Paulo Briguet · 5 de Maio de 2024 às 11:00 ·

A tragédia no Rio Grande do Sul é uma valiosa oportunidade para mostrarmos que não somos um país de psicopatas

“O Senhor perguntou a Caim: ‘Onde está Abel, teu irmão?’ Ele respondeu: ‘Não sei. Acaso sou o guarda do meu irmão?’”
(Gênesis 4, 9)


A mais importante característica do psicopata é a completa ausência de compaixão pelo próximo. Em geral, o psicopata compreende perfeitamente o sofrimento alheio, mas o utiliza para atingir seus próprios objetivos. Caim, o primeiro assassino da história, é também o primeiro psicopata. Note-se que Caim não se arrepende do crime que cometeu; não por acaso, ele funda a primeira cidade, ou seja, a primeira sociedade política.

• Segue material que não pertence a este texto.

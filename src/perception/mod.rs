//! Perception module: access to the latest pose estimate
pub mod localization;

pub use self::localization::PoseTracker;

use crate::common::Pose;

/// Read-only view of a continuously updated pose estimate.
///
/// The controller calls this before every control computation instead of
/// holding on to a copy.
pub trait PoseSource: Send + Sync {
    /// Latest pose snapshot
    fn current_pose(&self) -> Pose;
}

impl<T: PoseSource + ?Sized> PoseSource for std::sync::Arc<T> {
    fn current_pose(&self) -> Pose {
        (**self).current_pose()
    }
}
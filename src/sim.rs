//! Kinematic simulation of a differential drive robot
//!
//! The simulated robot consumes velocity commands like a real base would and
//! reports its motion back through a [`PoseTracker`], closing the loop for
//! tests and the demo binary.

use crate::common::{Pose, VelocityCommand};
use crate::error::Result;
use crate::interface::VelocitySink;
use crate::perception::PoseTracker;
use nalgebra::{Point3, UnitQuaternion};
use std::f64::consts::PI;
use std::sync::{Mutex, MutexGuard};

/// Unicycle model integrating each command over a fixed time step
#[derive(Debug)]
pub struct SimulatedRobot {
    tracker: PoseTracker,
    dt: f64,
    inner: Mutex<SimState>,
}

#[derive(Debug)]
struct SimState {
    pose: Pose,
    last_command: Option<VelocityCommand>,
    command_count: usize,
    /// Only kept when enabled with [`SimulatedRobot::with_history`]
    history: Option<Vec<VelocityCommand>>,
}

impl SimulatedRobot {
    /// Place the robot at `initial` and publish that pose to `tracker`
    pub fn new(tracker: PoseTracker, initial: Pose, dt: f64) -> Self {
        let robot = SimulatedRobot {
            tracker,
            dt,
            inner: Mutex::new(SimState {
                pose: initial,
                last_command: None,
                command_count: 0,
                history: None,
            }),
        };
        robot.report(&initial);
        robot
    }

    /// Ground-truth pose of the simulated robot
    pub fn pose(&self) -> Pose {
        self.state().pose
    }

    /// Record every command received from now on
    pub fn with_history(self) -> Self {
        self.state().history.get_or_insert_with(Vec::new);
        self
    }

    /// Recorded commands, oldest first; empty unless history is enabled
    pub fn commands(&self) -> Vec<VelocityCommand> {
        self.state().history.clone().unwrap_or_default()
    }

    pub fn last_command(&self) -> Option<VelocityCommand> {
        self.state().last_command
    }

    pub fn command_count(&self) -> usize {
        self.state().command_count
    }

    fn state(&self) -> MutexGuard<'_, SimState> {
        match self.inner.lock() {
            Ok(guard) => guard,
            Err(poisoned) => poisoned.into_inner(),
        }
    }

    /// Feed the pose through the same quaternion path odometry takes
    fn report(&self, pose: &Pose) {
        let orientation = UnitQuaternion::from_euler_angles(0.0, 0.0, pose.heading);
        self.tracker
            .update(*orientation.quaternion(), Point3::new(pose.x, pose.y, 0.0));
    }
}

impl VelocitySink for SimulatedRobot {
    fn publish(&self, command: VelocityCommand) -> Result<()> {
        let pose = {
            let mut state = self.state();
            state.pose = integrate(&state.pose, &command, self.dt);
            state.last_command = Some(command);
            state.command_count += 1;
            if let Some(history) = state.history.as_mut() {
                history.push(command);
            }
            state.pose
        };
        self.report(&pose);
        Ok(())
    }
}

/// Advance a pose under constant linear and angular velocity for `dt` seconds
pub fn integrate(pose: &Pose, command: &VelocityCommand, dt: f64) -> Pose {
    let (x, y, heading) = if command.angular.abs() < 1e-9 {
        (
            pose.x + command.linear * pose.heading.cos() * dt,
            pose.y + command.linear * pose.heading.sin() * dt,
            pose.heading,
        )
    } else {
        let r = command.linear / command.angular;
        let heading = pose.heading + command.angular * dt;
        (
            pose.x + r * (heading.sin() - pose.heading.sin()),
            pose.y + r * (pose.heading.cos() - heading.cos()),
            heading,
        )
    };
    Pose::new(x, y, wrap(heading))
}

fn wrap(angle: f64) -> f64 {
    (angle + PI).rem_euclid(2.0 * PI) - PI
}

#[cfg(test)]
mod tests {
    use super::*;
    use std::f64::consts::FRAC_PI_2;

    #[test]
    fn test_straight_line() {
        let pose = integrate(&Pose::default(), &VelocityCommand::new(0.3, 0.0), 1.0);
        assert!((pose.x - 0.3).abs() < 1e-12);
        assert!(pose.y.abs() < 1e-12);
    }

    #[test]
    fn test_turn_in_place() {
        let pose = integrate(&Pose::default(), &VelocityCommand::new(0.0, 0.5), 1.0);
        assert!(pose.x.abs() < 1e-12 && pose.y.abs() < 1e-12);
        assert!((pose.heading - 0.5).abs() < 1e-12);
    }

    #[test]
    fn test_quarter_arc() {
        // Radius 1, quarter circle to the left
        let pose = integrate(&Pose::default(), &VelocityCommand::new(FRAC_PI_2, FRAC_PI_2), 1.0);
        assert!((pose.x - 1.0).abs() < 1e-9);
        assert!((pose.y - 1.0).abs() < 1e-9);
        assert!((pose.heading - FRAC_PI_2).abs() < 1e-9);
    }

    #[test]
    fn test_publish_updates_tracker() {
        let tracker = PoseTracker::new();
        let robot = SimulatedRobot::new(tracker.clone(), Pose::new(1.0, 2.0, 0.0), 0.5);
        assert_eq!(tracker.current_pose(), Pose::new(1.0, 2.0, 0.0));

        robot.publish(VelocityCommand::new(0.2, 0.0)).unwrap();
        let pose = tracker.current_pose();
        assert!((pose.x - 1.1).abs() < 1e-9);
        assert_eq!(robot.command_count(), 1);
        assert_eq!(robot.last_command(), Some(VelocityCommand::new(0.2, 0.0)));
    }

    #[test]
    fn test_history_is_opt_in() {
        let robot = SimulatedRobot::new(PoseTracker::new(), Pose::default(), 0.05);
        for _ in 0..100 {
            robot.publish(VelocityCommand::new(0.1, 0.2)).unwrap();
        }
        assert_eq!(robot.command_count(), 100);
        assert!(robot.commands().is_empty());
        assert_eq!(robot.last_command(), Some(VelocityCommand::new(0.1, 0.2)));

        let recording =
            SimulatedRobot::new(PoseTracker::new(), Pose::default(), 0.05).with_history();
        recording.publish(VelocityCommand::new(0.3, 0.0)).unwrap();
        recording.publish(VelocityCommand::stop()).unwrap();
        assert_eq!(
            recording.commands(),
            vec![VelocityCommand::new(0.3, 0.0), VelocityCommand::stop()]
        );
    }
}
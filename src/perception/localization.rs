//! Pose tracking from odometry estimates

use super::PoseSource;
use crate::common::Pose;
use nalgebra::{Point3, Quaternion, UnitQuaternion};
use std::sync::{Arc, RwLock};

/// Holds the most recent planar pose estimate.
///
/// Cloning yields another handle to the same snapshot cell, so the odometry
/// producer and the control loop can each keep one. Reads and writes take the
/// whole pose at once and never observe a half-written update.
#[derive(Debug, Clone, Default)]
pub struct PoseTracker {
    pose: Arc<RwLock<Pose>>,
}

impl PoseTracker {
    /// Create a tracker reporting the origin until the first update
    pub fn new() -> Self {
        PoseTracker::default()
    }

    /// Store a new estimate from a 3D position and orientation.
    ///
    /// Only the yaw of the orientation is kept. A quaternion that cannot be
    /// normalized leaves the previous heading in place.
    pub fn update(&self, orientation: Quaternion<f64>, position: Point3<f64>) {
        let heading = yaw_from_quaternion(orientation);

        let mut pose = match self.pose.write() {
            Ok(guard) => guard,
            Err(poisoned) => poisoned.into_inner(),
        };
        let heading = match heading {
            Some(yaw) => yaw,
            None => {
                tracing::warn!(
                    "Degenerate orientation {:?}, keeping heading {:.3}",
                    orientation.coords,
                    pose.heading
                );
                pose.heading
            }
        };
        *pose = Pose::new(position.x, position.y, heading);
    }

    /// Store a planar pose directly
    pub fn set_pose(&self, new_pose: Pose) {
        match self.pose.write() {
            Ok(mut guard) => *guard = new_pose,
            Err(poisoned) => *poisoned.into_inner() = new_pose,
        }
    }

    /// Get the latest pose snapshot
    pub fn current_pose(&self) -> Pose {
        match self.pose.read() {
            Ok(guard) => *guard,
            Err(poisoned) => *poisoned.into_inner(),
        }
    }
}

impl PoseSource for PoseTracker {
    fn current_pose(&self) -> Pose {
        PoseTracker::current_pose(self)
    }
}

/// Rotation about the vertical axis, or `None` for a zero or non-finite quaternion
pub fn yaw_from_quaternion(orientation: Quaternion<f64>) -> Option<f64> {
    if !orientation.coords.iter().all(|c| c.is_finite()) {
        return None;
    }
    UnitQuaternion::try_new(orientation, f64::EPSILON).map(|q| q.euler_angles().2)
}
pub mod common;
pub mod config;
pub mod control;
pub mod error;
pub mod interface;
pub mod perception;
pub mod sim;

use crate::config::PointReachConfig;
use crate::interface::{BlockingPointReachService, CancellableGoalServer, VelocitySink};
use crate::perception::PoseTracker;
use std::sync::Arc;

pub use crate::error::{PointReachError, Result};

/// Blocking service driving the shared pose tracker and sink
pub type PointReachService<V> = BlockingPointReachService<PoseTracker, Arc<V>>;

/// Goal server driving the shared pose tracker and sink
pub type PointReachGoalServer<V> = CancellableGoalServer<PoseTracker, Arc<V>>;

/// Core functionality of the point-reach controller: one pose tracker and one
/// velocity sink wired into both command interfaces
pub struct PointReachCore<V> {
    tracker: PoseTracker,
    service: PointReachService<V>,
    goals: Arc<PointReachGoalServer<V>>,
}

impl<V: VelocitySink + 'static> PointReachCore<V> {
    /// Create a new instance of PointReachCore
    pub fn new(config: &PointReachConfig, tracker: PoseTracker, sink: Arc<V>) -> Result<Self> {
        let service = BlockingPointReachService::new(
            config.control.clone(),
            tracker.clone(),
            Arc::clone(&sink),
        );
        let goals = Arc::new(CancellableGoalServer::from_config(
            config,
            tracker.clone(),
            sink,
        )?);

        Ok(PointReachCore {
            tracker,
            service,
            goals,
        })
    }

    /// Handle for feeding pose estimates into the controller
    pub fn pose_tracker(&self) -> &PoseTracker {
        &self.tracker
    }

    /// Get a reference to the blocking go-to-point service
    pub fn service(&self) -> &PointReachService<V> {
        &self.service
    }

    /// Get the cancellable goal server
    pub fn goal_server(&self) -> Arc<PointReachGoalServer<V>> {
        Arc::clone(&self.goals)
    }
}

/// Install the tracing subscriber used by the binaries.
///
/// `RUST_LOG` takes precedence over the `info` default.
pub fn init_logging() {
    let filter = tracing_subscriber::EnvFilter::try_from_default_env()
        .unwrap_or_else(|_| tracing_subscriber::EnvFilter::new("info"));

    if tracing_subscriber::fmt().with_env_filter(filter).try_init().is_err() {
        tracing::debug!("Tracing subscriber already installed");
    }
}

Isso quer dizer essencialmente que a política tem sua origem em um ato de traição, sendo uma consequência do pecado original.

Nas situações em que o sofrimento das pessoas é elevado a graus extremos, como na tragédia das chuvas no Rio Grande do Sul, as mentes psicopáticas costumam se revelar. De certo modo, podemos dizer que estamos todos condenados à política, nem que seja para nos defendermos dela. Mas, nas grandes tragédias, o psicopata vê na política uma oportunidade para se fortalecer, para avançar suas agendinhas de merda.

Enquanto uma velha senhora, vestida com um estranhíssimo figurino das trevas, dançava lascivamente para milhares de pessoas na Praia de Copacabana, os nossos irmãos gaúchos padeciam na lama e no caos. De certo modo, esses contrastes são inevitáveis; vivemos em um mundo ontologicamente decaído, onde o pranto e o riso coexistem como irmãos rivais. Mas o que eu não entendo é a indiferença. O que eu não entendo é a falta de compaixão. Desculpem, mas eu não consigo entender a dança de Sodoma e Gomorra durante o flagelo.

Também não entendo aqueles que espezinham o irmão que está caído, pedindo socorro. Não entendo aqueles que culpam o adversário político pela tragédia. Não entendo os que zombam, os que rosnam, os que se locupletam diante da dor. Não entendo e nunca entenderei.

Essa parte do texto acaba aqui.